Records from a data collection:

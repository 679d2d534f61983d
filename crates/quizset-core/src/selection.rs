//! Difficulty-budgeted question selection.
//!
//! A selection happens in two phases:
//!
//! 1. For each tier, in ascending difficulty, draw the rule's minimum number
//!    of questions (capped at what the bank holds) uniformly without
//!    replacement, charging each against the budget.
//! 2. Pool every question left over from the three tiers and keep drawing
//!    uniformly from that shrinking pool while budget remains.
//!
//! Phase 2 checks the budget only before each draw, so the last question may
//! push consumed weight past the budget. That overshoot is intended: a set is
//! never left short of its budget while questions remain.
//!
//! Under-supplied tiers are not an error. The set simply contains what the
//! bank has, so `len() < rule.minimum_count()` is a valid outcome.

use std::collections::HashSet;
use std::sync::Arc;

use rand::seq::SliceRandom;
use rand::Rng;

use crate::model::{Category, CategoryRule, Difficulty, Question, QuestionId, QuestionSet};
use crate::traits::QuestionRepository;

/// Select a question set for `category` using the thread-local RNG.
pub fn select<R>(category: Category, rule: &CategoryRule, repository: &R) -> QuestionSet
where
    R: QuestionRepository + ?Sized,
{
    select_with_rng(category, rule, repository, &mut rand::thread_rng())
}

/// Select a question set for `category`, drawing from the supplied RNG.
pub fn select_with_rng<R, G>(
    category: Category,
    rule: &CategoryRule,
    repository: &R,
    rng: &mut G,
) -> QuestionSet
where
    R: QuestionRepository + ?Sized,
    G: Rng + ?Sized,
{
    let mut chosen: Vec<Arc<Question>> = Vec::new();
    let mut chosen_ids: HashSet<QuestionId> = HashSet::new();
    let mut leftovers: Vec<Arc<Question>> = Vec::new();
    let mut remaining = i64::from(rule.budget());

    for difficulty in Difficulty::ALL {
        let mut pool = repository.questions_of(category, difficulty, &chosen_ids);
        let wanted = rule.min_for(difficulty) as usize;
        let quantity = wanted.min(pool.len());

        if quantity < wanted {
            tracing::warn!(
                %category,
                %difficulty,
                wanted,
                available = pool.len(),
                "not enough questions in tier, taking all of them"
            );
        }

        let (drawn, rest) = pool.partial_shuffle(rng, quantity);
        for q in drawn.iter() {
            chosen_ids.insert(q.id);
            chosen.push(Arc::clone(q));
        }
        leftovers.extend(rest.iter().cloned());
        remaining -= quantity as i64 * i64::from(difficulty.weight());

        tracing::debug!(%category, %difficulty, drawn = quantity, remaining, "tier minimum drawn");
    }

    while remaining > 0 && !leftovers.is_empty() {
        let idx = rng.gen_range(0..leftovers.len());
        let q = leftovers.swap_remove(idx);
        remaining -= i64::from(q.weight());
        chosen.push(q);
    }

    let set = QuestionSet::new(category, *rule, chosen);
    tracing::info!(
        %category,
        rule = %rule,
        size = set.len(),
        weight = set.total_weight(),
        remaining,
        "question set selected"
    );
    set
}

#[cfg(test)]
mod tests {
    use super::*;
    use crate::bank::QuestionBank;
    use rand::rngs::StdRng;
    use rand::SeedableRng;

    fn q(id: u64, category: Category, difficulty: Difficulty) -> Question {
        Question {
            id: QuestionId(id),
            category,
            difficulty,
            text: format!("question {id}"),
            answer: None,
            time_limits: vec![],
        }
    }

    /// `easy`, `medium` and `hard` questions of one category, ids from 1.
    fn bank_with(category: Category, easy: u64, medium: u64, hard: u64) -> QuestionBank {
        let mut bank = QuestionBank::new();
        let mut id = 1;
        for (count, difficulty) in [
            (easy, Difficulty::Easy),
            (medium, Difficulty::Medium),
            (hard, Difficulty::Hard),
        ] {
            for _ in 0..count {
                bank.insert(q(id, category, difficulty)).unwrap();
                id += 1;
            }
        }
        bank
    }

    #[test]
    fn exhausts_pool_before_budget() {
        // E1=1, E2=2, M1=3
        let bank = bank_with(Category::Behavioral, 2, 1, 0);
        let rule = CategoryRule::new(6, 1, 1, 0).unwrap();

        for seed in 0..50 {
            let mut rng = StdRng::seed_from_u64(seed);
            let set = select_with_rng(Category::Behavioral, &rule, &bank, &mut rng);
            assert_eq!(set.len(), 3);
            assert_eq!(set.total_weight(), 4);
            assert!(set.contains(QuestionId(3)));
            assert_eq!(set.count_of(Difficulty::Easy), 2);
        }
    }

    #[test]
    fn never_selects_duplicates() {
        let bank = bank_with(Category::Coding, 10, 10, 10);
        let rule = CategoryRule::new(20, 2, 2, 1).unwrap();

        for seed in 0..100 {
            let mut rng = StdRng::seed_from_u64(seed);
            let set = select_with_rng(Category::Coding, &rule, &bank, &mut rng);
            let unique: HashSet<_> = set.ids().into_iter().collect();
            assert_eq!(unique.len(), set.len(), "duplicate in seed {seed}");
        }
    }

    #[test]
    fn meets_minimums_when_bank_is_large_enough() {
        let bank = bank_with(Category::Coding, 5, 5, 5);
        let rule = CategoryRule::new(9, 2, 2, 0).unwrap();

        for seed in 0..100 {
            let mut rng = StdRng::seed_from_u64(seed);
            let set = select_with_rng(Category::Coding, &rule, &bank, &mut rng);
            for difficulty in Difficulty::ALL {
                assert!(set.count_of(difficulty) >= rule.min_for(difficulty) as usize);
            }
        }
    }

    #[test]
    fn under_supplied_tier_takes_everything() {
        // One hard question where the rule wants two.
        let bank = bank_with(Category::Theoretical, 3, 3, 1);
        let rule = CategoryRule::new(6, 0, 0, 2).unwrap();

        let mut rng = StdRng::seed_from_u64(7);
        let set = select_with_rng(Category::Theoretical, &rule, &bank, &mut rng);
        assert_eq!(set.count_of(Difficulty::Hard), 1);
        assert!(set.total_weight() >= 6);
    }

    #[test]
    fn stops_once_budget_is_spent() {
        let bank = bank_with(Category::Coding, 20, 20, 20);
        let rule = CategoryRule::new(9, 1, 1, 0).unwrap();

        for seed in 0..200 {
            let mut rng = StdRng::seed_from_u64(seed);
            let set = select_with_rng(Category::Coding, &rule, &bank, &mut rng);
            let weight = set.total_weight();
            assert!(weight >= 9, "undershoot {weight} with seed {seed}");
            // Overshoot is bounded by one hard question.
            assert!(weight <= 9 + 2, "overshoot {weight} with seed {seed}");
        }
    }

    #[test]
    fn zero_rule_selects_nothing() {
        let bank = bank_with(Category::Coding, 3, 3, 3);
        let set = select(Category::Coding, &CategoryRule::zero(), &bank);
        assert!(set.is_empty());
    }

    #[test]
    fn empty_bank_yields_empty_set() {
        let bank = QuestionBank::new();
        let rule = CategoryRule::new(9, 2, 2, 0).unwrap();
        let set = select(Category::Coding, &rule, &bank);
        assert!(set.is_empty());
        assert_eq!(set.rule, rule);
    }

    #[test]
    fn only_draws_from_requested_category() {
        let mut bank = bank_with(Category::Coding, 2, 2, 2);
        bank.insert(q(100, Category::Behavioral, Difficulty::Easy))
            .unwrap();
        let rule = CategoryRule::new(30, 0, 0, 0).unwrap();

        let set = select(Category::Coding, &rule, &bank);
        assert_eq!(set.len(), 6);
        assert!(set.iter().all(|q| q.category == Category::Coding));
        assert_eq!(bank.len(), 7, "selection must not consume the bank");
    }

    #[test]
    fn same_seed_same_selection() {
        let bank = bank_with(Category::Coding, 10, 10, 10);
        let rule = CategoryRule::new(12, 1, 1, 1).unwrap();

        let a = select_with_rng(Category::Coding, &rule, &bank, &mut StdRng::seed_from_u64(42));
        let b = select_with_rng(Category::Coding, &rule, &bank, &mut StdRng::seed_from_u64(42));
        assert_eq!(a.ids(), b.ids());
    }

    #[test]
    fn tier_draw_is_roughly_uniform() {
        let bank = bank_with(Category::Behavioral, 4, 0, 0);
        let rule = CategoryRule::new(1, 1, 0, 0).unwrap();
        let mut rng = StdRng::seed_from_u64(1);
        let mut counts = [0usize; 4];

        for _ in 0..4000 {
            let set = select_with_rng(Category::Behavioral, &rule, &bank, &mut rng);
            assert_eq!(set.len(), 1);
            counts[(set.ids()[0].0 - 1) as usize] += 1;
        }
        for (i, &c) in counts.iter().enumerate() {
            assert!((800..1200).contains(&c), "question {} drawn {c} times", i + 1);
        }
    }

    #[test]
    fn minimums_filling_the_budget_add_nothing_more() {
        let bank = bank_with(Category::Coding, 5, 5, 5);
        let rule = CategoryRule::new(9, 2, 2, 1).unwrap();

        for seed in 0..100 {
            let mut rng = StdRng::seed_from_u64(seed);
            let set = select_with_rng(Category::Coding, &rule, &bank, &mut rng);
            assert_eq!(set.len(), 5, "seed {seed}");
            assert_eq!(set.total_weight(), 9);
            assert_eq!(set.count_of(Difficulty::Easy), 2);
            assert_eq!(set.count_of(Difficulty::Medium), 2);
            assert_eq!(set.count_of(Difficulty::Hard), 1);
        }
    }

    #[test]
    fn fill_draw_is_roughly_uniform_across_tiers() {
        // No minimums, so the single question comes from the mixed leftover pool.
        // ids: 1, 2 easy; 3 medium; 4 hard
        let bank = bank_with(Category::Coding, 2, 1, 1);
        let rule = CategoryRule::new(1, 0, 0, 0).unwrap();
        let mut rng = StdRng::seed_from_u64(2);
        let mut counts = [0usize; 4];

        for _ in 0..4000 {
            let set = select_with_rng(Category::Coding, &rule, &bank, &mut rng);
            assert_eq!(set.len(), 1);
            counts[(set.ids()[0].0 - 1) as usize] += 1;
        }
        for (i, &c) in counts.iter().enumerate() {
            assert!((800..1200).contains(&c), "question {} drawn {c} times", i + 1);
        }
    }
}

TASK GOAL
Wherever the string "QuestionId" appears in the entries above, return the line it appears on.

YOUR SOLUTION
use crate::model::{Category, CategoryRule, Difficulty, Question, QuestionId, QuestionSet};
    let mut chosen_ids: HashSet<QuestionId> = HashSet::new();
            id: QuestionId(id),
            assert!(set.contains(QuestionId(3)));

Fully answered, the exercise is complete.